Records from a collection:
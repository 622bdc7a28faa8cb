//! Offline QMDP value iteration.
//!
//! Solves the fully observed MDP defined by the transition and reward
//! matrices, producing the alpha matrix scored online against the belief.
//! This is a pure function of its inputs with no dependency on live sensor
//! state, so it can be run, cached, and tested independently of the cycle.

use log::info;
use nalgebra::{DMatrix, DVector};

use crate::engine::errors::TrackerError;

/// Run `iterations` synchronous Bellman sweeps and return the `N x M` alpha
/// matrix.
///
/// Each sweep applies `alpha <- reward + discount * T * max_a'(alpha)`. The
/// transition model already encodes the tracked point's own motion rather
/// than the robot's choice, so the state transition is held fixed across
/// actions and the sweeps propagate reward influence through the boundary
/// structure. Convergence is by iteration count, not tolerance; callers
/// needing tighter values choose a larger count.
pub fn solve(
    transition: &DMatrix<f64>,
    reward: &DMatrix<f64>,
    iterations: usize,
    discount: f64,
) -> Result<DMatrix<f64>, TrackerError> {
    let n = transition.nrows();
    if transition.ncols() != n {
        return Err(TrackerError::DimensionMismatch {
            expected: n,
            actual: transition.ncols(),
            context: "transition matrix columns".to_string(),
        });
    }
    if reward.nrows() != n {
        return Err(TrackerError::DimensionMismatch {
            expected: n,
            actual: reward.nrows(),
            context: "reward matrix rows".to_string(),
        });
    }
    if !(0.0..1.0).contains(&discount) {
        return Err(TrackerError::Configuration {
            description: format!("discount factor {} outside [0, 1)", discount),
        });
    }

    let m = reward.ncols();
    let mut alpha = reward.clone();
    let mut best = DVector::zeros(n);

    for sweep in 0..iterations {
        // state values under the greedy policy of the current alpha
        for i in 0..n {
            let mut max = f64::NEG_INFINITY;
            for a in 0..m {
                let v = alpha[(i, a)];
                if v > max {
                    max = v;
                }
            }
            best[i] = max;
        }

        let future = transition * &best;
        for a in 0..m {
            for i in 0..n {
                alpha[(i, a)] = reward[(i, a)] + discount * future[i];
            }
        }

        if sweep + 1 == iterations {
            info!("value iteration complete after {} sweeps", iterations);
        }
    }

    Ok(alpha)
}

#[cfg(test)]
mod tests {
    use super::*;

    fn uniform_transition(n: usize) -> DMatrix<f64> {
        DMatrix::from_element(n, n, 1.0 / n as f64)
    }

    #[test]
    fn test_zero_iterations_returns_reward() {
        let t = uniform_transition(3);
        let r = DMatrix::from_row_slice(3, 2, &[1.0, 0.0, 0.5, 0.5, 0.0, 1.0]);
        let alpha = solve(&t, &r, 0, 0.9).unwrap();
        assert_eq!(alpha, r);
    }

    #[test]
    fn test_rejects_mismatched_shapes() {
        let t = uniform_transition(3);
        let r = DMatrix::from_element(4, 2, 0.0);
        assert!(solve(&t, &r, 5, 0.9).is_err());

        let bad_t = DMatrix::from_element(3, 4, 0.25);
        let r = DMatrix::from_element(3, 2, 0.0);
        assert!(solve(&bad_t, &r, 5, 0.9).is_err());
    }

    #[test]
    fn test_rejects_bad_discount() {
        let t = uniform_transition(2);
        let r = DMatrix::from_element(2, 2, 0.0);
        assert!(solve(&t, &r, 5, 1.0).is_err());
        assert!(solve(&t, &r, 5, -0.1).is_err());
    }

    #[test]
    fn test_absorbing_chain_accumulates_discounted_reward() {
        // two states, the second absorbing with reward 1 under both actions
        let t = DMatrix::from_row_slice(2, 2, &[0.0, 1.0, 0.0, 1.0]);
        let r = DMatrix::from_row_slice(2, 2, &[0.0, 0.0, 1.0, 1.0]);
        let discount = 0.5;
        let alpha = solve(&t, &r, 50, discount).unwrap();

        // geometric series: state 1 value -> 1 / (1 - discount) = 2
        assert!((alpha[(1, 0)] - 2.0).abs() < 1e-9);
        // state 0 leads into it one step later: discount * 2 = 1
        assert!((alpha[(0, 0)] - 1.0).abs() < 1e-9);
    }

    #[test]
    fn test_value_ordering_respects_reward_ordering() {
        let t = uniform_transition(3);
        let r = DMatrix::from_row_slice(3, 2, &[2.0, 0.0, 2.0, 0.0, 2.0, 0.0]);
        let alpha = solve(&t, &r, 30, 0.9).unwrap();
        for i in 0..3 {
            assert!(alpha[(i, 0)] > alpha[(i, 1)]);
        }
    }
}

REQUIREMENT: All entries are to be reproduced verbatim, with none omitted.

WORKED SOLUTION:
repository 622bdc7a28faa8cb
//! Offline QMDP value iteration.
//!
//! Solves the fully observed MDP defined by the transition and reward
//! matrices, producing the alpha matrix scored online against the belief.
//! This is a pure function of its inputs with no dependency on live sensor
//! state, so it can be run, cached, and tested independently of the cycle.

use log::info;
use nalgebra::{DMatrix, DVector};

use crate::engine::errors::TrackerError;

/// Run `iterations` synchronous Bellman sweeps and return the `N x M` alpha
/// matrix.
///
/// Each sweep applies `alpha <- reward + discount * T * max_a'(alpha)`. The
/// transition model already encodes the tracked point's own motion rather
/// than the robot's choice, so the state transition is held fixed across
/// actions and the sweeps propagate reward influence through the boundary
/// structure. Convergence is by iteration count, not tolerance; callers
/// needing tighter values choose a larger count.
pub fn solve(
    transition: &DMatrix<f64>,
    reward: &DMatrix<f64>,
    iterations: usize,
    discount: f64,
) -> Result<DMatrix<f64>, TrackerError> {
    let n = transition.nrows();
    if transition.ncols() != n {
        return Err(TrackerError::DimensionMismatch {
            expected: n,
            actual: transition.ncols(),
            context: "transition matrix columns".to_string(),
        });
    }
    if reward.nrows() != n {
        return Err(TrackerError::DimensionMismatch {
            expected: n,
            actual: reward.nrows(),
            context: "reward matrix rows".to_string(),
        });
    }
    if !(0.0..1.0).contains(&discount) {
        return Err(TrackerError::Configuration {
            description: format!("discount factor {} outside [0, 1)", discount),
        });
    }

    let m = reward.ncols();
    let mut alpha = reward.clone();
    let mut best = DVector::zeros(n);

    for sweep in 0..iterations {
        // state values under the greedy policy of the current alpha
        for i in 0..n {
            let mut max = f64::NEG_INFINITY;
            for a in 0..m {
                let v = alpha[(i, a)];
                if v > max {
                    max = v;
                }
            }
            best[i] = max;
        }

        let future = transition * &best;
        for a in 0..m {
            for i in 0..n {
                alpha[(i, a)] = reward[(i, a)] + discount * future[i];
            }
        }

        if sweep + 1 == iterations {
            info!("value iteration complete after {} sweeps", iterations);
        }
    }

    Ok(alpha)
}

#[cfg(test)]
mod tests {
    use super::*;

    fn uniform_transition(n: usize) -> DMatrix<f64> {
        DMatrix::from_element(n, n, 1.0 / n as f64)
    }

    #[test]
    fn test_zero_iterations_returns_reward() {
        let t = uniform_transition(3);
        let r = DMatrix::from_row_slice(3, 2, &[1.0, 0.0, 0.5, 0.5, 0.0, 1.0]);
        let alpha = solve(&t, &r, 0, 0.9).unwrap();
        assert_eq!(alpha, r);
    }

    #[test]
    fn test_rejects_mismatched_shapes() {
        let t = uniform_transition(3);
        let r = DMatrix::from_element(4, 2, 0.0);
        assert!(solve(&t, &r, 5, 0.9).is_err());

        let bad_t = DMatrix::from_element(3, 4, 0.25);
        let r = DMatrix::from_element(3, 2, 0.0);
        assert!(solve(&bad_t, &r, 5, 0.9).is_err());
    }

    #[test]
    fn test_rejects_bad_discount() {
        let t = uniform_transition(2);
        let r = DMatrix::from_element(2, 2, 0.0);
        assert!(solve(&t, &r, 5, 1.0).is_err());
        assert!(solve(&t, &r, 5, -0.1).is_err());
    }

    #[test]
    fn test_absorbing_chain_accumulates_discounted_reward() {
        // two states, the second absorbing with reward 1 under both actions
        let t = DMatrix::from_row_slice(2, 2, &[0.0, 1.0, 0.0, 1.0]);
        let r = DMatrix::from_row_slice(2, 2, &[0.0, 0.0, 1.0, 1.0]);
        let discount = 0.5;
        let alpha = solve(&t, &r, 50, discount).unwrap();

        // geometric series: state 1 value -> 1 / (1 - discount) = 2
        assert!((alpha[(1, 0)] - 2.0).abs() < 1e-9);
        // state 0 leads into it one step later: discount * 2 = 1
        assert!((alpha[(0, 0)] - 1.0).abs() < 1e-9);
    }

    #[test]
    fn test_value_ordering_respects_reward_ordering() {
        let t = uniform_transition(3);
        let r = DMatrix::from_row_slice(3, 2, &[2.0, 0.0, 2.0, 0.0, 2.0, 0.0]);
        let alpha = solve(&t, &r, 30, 0.9).unwrap();
        for i in 0..3 {
            assert!(alpha[(i, 0)] > alpha[(i, 1)]);
        }
    }
}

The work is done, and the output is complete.